**REQUIREMENT:**
Repeat word for word the opening stretch of the entries, from the first line through the line containing "bootstrap run did.".

[Stored items]

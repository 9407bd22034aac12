//! Bootstrap orchestration.

use std::path::{Path, PathBuf};
use std::time::{Duration, Instant};

use tracing::debug;

use crate::config::TrailheadConfig;
use crate::error::Result;
use crate::shell::{os_label, CommandRunner};
use crate::steps::{
    check_browser, check_runtime, detect_package_manager, ensure_build_dir, init_env_file,
    install_dependencies, not_found_message, run_lint, run_typecheck, DetectedPackageManager,
    PackageManager, StepKind, StepOutcome,
};
use crate::ui::{format_duration, UserInterface};

/// Title of the closing banner.
pub const READY_TITLE: &str = "Development environment ready!";

/// Message recorded for steps excluded with `--skip`.
pub const SKIPPED_BY_REQUEST: &str = "skipped by request";

/// Options for a single bootstrap run.
#[derive(Debug, Clone, Default)]
pub struct BootstrapOptions {
    /// Steps to leave out. Gates are never skipped.
    pub skip: Vec<StepKind>,
    /// Use only this package manager instead of the configured candidates.
    pub package_manager: Option<PackageManager>,
    /// Browser binary to check before the configured install locations.
    pub browser_override: Option<PathBuf>,
}

/// What a bootstrap run did.
#[derive(Debug, Clone, Default)]
pub struct BootstrapReport {
    /// Outcome of every step that ran or was skipped, in order.
    pub outcomes: Vec<(StepKind, StepOutcome)>,
    /// Package manager chosen by detection.
    pub package_manager: Option<DetectedPackageManager>,
    /// Wall-clock time of the whole run.
    pub elapsed: Duration,
}

impl BootstrapReport {
    /// Whether the run finished without a fatal outcome.
    pub fn is_success(&self) -> bool {
        !self.outcomes.iter().any(|(_, o)| o.is_fatal())
    }

    /// Process exit code: 0 on success (warnings included), 1 otherwise.
    pub fn exit_code(&self) -> u8 {
        if self.is_success() {
            0
        } else {
            1
        }
    }

    /// Messages of all warning outcomes.
    pub fn warnings(&self) -> Vec<&str> {
        self.outcomes
            .iter()
            .filter(|(_, o)| o.is_warning())
            .map(|(_, o)| o.message())
            .collect()
    }

    /// Outcome recorded for a step, if it was reached.
    pub fn outcome(&self, kind: StepKind) -> Option<&StepOutcome> {
        self.outcomes
            .iter()
            .find(|(k, _)| *k == kind)
            .map(|(_, o)| o)
    }

    fn record(&mut self, kind: StepKind, outcome: StepOutcome) -> bool {
        debug!("{}: {} ({})", kind, outcome.label(), outcome.message());
        let fatal = outcome.is_fatal();
        self.outcomes.push((kind, outcome));
        fatal
    }
}

/// Runs the bootstrap steps in order against one project.
pub struct BootstrapRunner<'a> {
    config: &'a TrailheadConfig,
    project_root: &'a Path,
    runner: &'a dyn CommandRunner,
}

impl<'a> BootstrapRunner<'a> {
    pub fn new(
        config: &'a TrailheadConfig,
        project_root: &'a Path,
        runner: &'a dyn CommandRunner,
    ) -> Self {
        Self {
            config,
            project_root,
            runner,
        }
    }

    /// Run every step, stopping at the first fatal outcome.
    ///
    /// Fatal outcomes are reported through the UI and the returned report;
    /// only infrastructure errors (filesystem failures) come back as `Err`.
    pub fn run(
        &self,
        options: &BootstrapOptions,
        ui: &mut dyn UserInterface,
    ) -> Result<BootstrapReport> {
        let start = Instant::now();
        let mut report = BootstrapReport::default();
        debug!(
            "Bootstrapping {} on {}",
            self.project_root.display(),
            os_label()
        );

        ui.show_header(&format!("Setting up {}", self.project_name()));

        let outcome = self.quiet_step(ui, StepKind::RuntimeVersion, || {
            Ok(check_runtime(
                &self.config.runtime,
                self.runner,
                self.project_root,
            ))
        })?;
        if report.record(StepKind::RuntimeVersion, outcome) {
            return Ok(finish(report, start));
        }

        let candidates = match options.package_manager {
            Some(manager) => vec![manager],
            None => self.config.package_managers.clone(),
        };
        let mut detected = None;
        let outcome = self.quiet_step(ui, StepKind::PackageManager, || {
            Ok(
                match detect_package_manager(&candidates, self.runner, self.project_root) {
                    Ok(pm) => {
                        let message = format!("Using {}", pm);
                        detected = Some(pm);
                        StepOutcome::Completed(message)
                    }
                    Err(unavailable) => StepOutcome::Fatal(not_found_message(&unavailable)),
                },
            )
        })?;
        report.package_manager = detected.clone();
        let stopped = report.record(StepKind::PackageManager, outcome);
        let Some(manager) = detected.map(|d| d.manager).filter(|_| !stopped) else {
            return Ok(finish(report, start));
        };
        debug!("Using package manager {}", manager);

        for kind in StepKind::ALL.into_iter().filter(|k| !k.is_gate()) {
            let outcome = if options.skip.contains(&kind) {
                ui.skipped(&format!("{} ({})", kind.description(), SKIPPED_BY_REQUEST));
                StepOutcome::Skipped(SKIPPED_BY_REQUEST.to_string())
            } else {
                self.run_step(kind, manager, options, ui)?
            };

            if report.record(kind, outcome) {
                return Ok(finish(report, start));
            }
        }

        let report = finish(report, start);
        self.show_banner(&report, manager, ui);
        Ok(report)
    }

    fn run_step(
        &self,
        kind: StepKind,
        manager: PackageManager,
        options: &BootstrapOptions,
        ui: &mut dyn UserInterface,
    ) -> Result<StepOutcome> {
        let scripts = &self.config.scripts;

        match kind {
            StepKind::EnvFile => self.quiet_step(ui, kind, || {
                init_env_file(self.project_root, &self.config.env_file)
            }),
            StepKind::BuildDir => self.quiet_step(ui, kind, || {
                ensure_build_dir(self.project_root, &self.config.build_dir)
            }),
            StepKind::Browser => self.quiet_step(ui, kind, || {
                Ok(check_browser(
                    &self.config.browser,
                    options.browser_override.as_deref(),
                ))
            }),
            StepKind::Install => {
                announce(ui, kind);
                let outcome = install_dependencies(manager, self.runner, self.project_root);
                render(ui, &outcome);
                Ok(outcome)
            }
            StepKind::Typecheck => {
                announce(ui, kind);
                let outcome =
                    run_typecheck(manager, &scripts.typecheck, self.runner, self.project_root);
                render(ui, &outcome);
                Ok(outcome)
            }
            StepKind::Lint => {
                announce(ui, kind);
                let outcome = run_lint(manager, scripts, self.runner, self.project_root, ui);
                render(ui, &outcome);
                Ok(outcome)
            }
            StepKind::RuntimeVersion | StepKind::PackageManager => {
                unreachable!("gates run before the remaining steps")
            }
        }
    }

    /// Run a step with captured output under a spinner.
    ///
    /// Warnings and fatals are cleared off the spinner and reported through
    /// the UI, which shows them in every output mode.
    fn quiet_step<F>(
        &self,
        ui: &mut dyn UserInterface,
        kind: StepKind,
        step: F,
    ) -> Result<StepOutcome>
    where
        F: FnOnce() -> Result<StepOutcome>,
    {
        let mut spinner = ui.start_spinner(&format!("{}...", kind.description()));
        let result = step();
        match &result {
            Ok(StepOutcome::Completed(m)) => spinner.finish_success(m),
            Ok(StepOutcome::Skipped(m)) => spinner.finish_skipped(m),
            Ok(outcome) => {
                spinner.clear();
                render(ui, outcome);
            }
            Err(_) => spinner.clear(),
        }
        result
    }

    fn show_banner(
        &self,
        report: &BootstrapReport,
        manager: PackageManager,
        ui: &mut dyn UserInterface,
    ) {
        let warnings = report.warnings();
        if !warnings.is_empty() {
            ui.warning(&format!(
                "Finished with {} warning{}",
                warnings.len(),
                if warnings.len() == 1 { "" } else { "s" }
            ));
        }

        if ui.output_mode().shows_summary() {
            ui.message("\nSummary:");
            for (kind, outcome) in &report.outcomes {
                ui.message(&format!(
                    "  {:<16} {:<8} {}",
                    kind.name(),
                    outcome.label(),
                    outcome.message()
                ));
            }
        }

        let steps = next_steps(self.config, manager);
        ui.show_next_steps(READY_TITLE, &steps);
        ui.message(&format!("\nDone in {}", format_duration(report.elapsed)));
    }

    fn project_name(&self) -> String {
        self.project_root
            .canonicalize()
            .ok()
            .as_deref()
            .and_then(Path::file_name)
            .map(|n| n.to_string_lossy().into_owned())
            .unwrap_or_else(|| "project".to_string())
    }
}

/// Substitute `{pm}`, `{build_dir}` and `{env_file}` in the configured
/// next-step lines.
pub fn next_steps(config: &TrailheadConfig, manager: PackageManager) -> Vec<String> {
    let build_dir = config.build_dir.display().to_string();
    let env_file = config.env_file.target.display().to_string();

    config
        .next_steps
        .iter()
        .map(|line| {
            line.replace("{pm}", manager.command())
                .replace("{build_dir}", &build_dir)
                .replace("{env_file}", &env_file)
        })
        .collect()
}

fn finish(mut report: BootstrapReport, start: Instant) -> BootstrapReport {
    report.elapsed = start.elapsed();
    report
}

fn announce(ui: &mut dyn UserInterface, kind: StepKind) {
    let index = StepKind::ALL
        .iter()
        .position(|k| *k == kind)
        .map_or(0, |i| i + 1);
    ui.show_step(index, StepKind::ALL.len(), kind.description());
}

fn render(ui: &mut dyn UserInterface, outcome: &StepOutcome) {
    match outcome {
        StepOutcome::Completed(m) => ui.success(m),
        StepOutcome::Skipped(m) => ui.skipped(m),
        StepOutcome::Warning(m) => ui.warning(m),
        StepOutcome::Fatal(m) => ui.error(m),
    }
}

**RESULT OF THE EXERCISE:**
repository 9407bd22034aac12
//! Bootstrap orchestration.

use std::path::{Path, PathBuf};
use std::time::{Duration, Instant};

use tracing::debug;

use crate::config::TrailheadConfig;
use crate::error::Result;
use crate::shell::{os_label, CommandRunner};
use crate::steps::{
    check_browser, check_runtime, detect_package_manager, ensure_build_dir, init_env_file,
    install_dependencies, not_found_message, run_lint, run_typecheck, DetectedPackageManager,
    PackageManager, StepKind, StepOutcome,
};
use crate::ui::{format_duration, UserInterface};

/// Title of the closing banner.
pub const READY_TITLE: &str = "Development environment ready!";

/// Message recorded for steps excluded with `--skip`.
pub const SKIPPED_BY_REQUEST: &str = "skipped by request";

/// Options for a single bootstrap run.
#[derive(Debug, Clone, Default)]
pub struct BootstrapOptions {
    /// Steps to leave out. Gates are never skipped.
    pub skip: Vec<StepKind>,
    /// Use only this package manager instead of the configured candidates.
    pub package_manager: Option<PackageManager>,
    /// Browser binary to check before the configured install locations.
    pub browser_override: Option<PathBuf>,
}

/// What a bootstrap run did.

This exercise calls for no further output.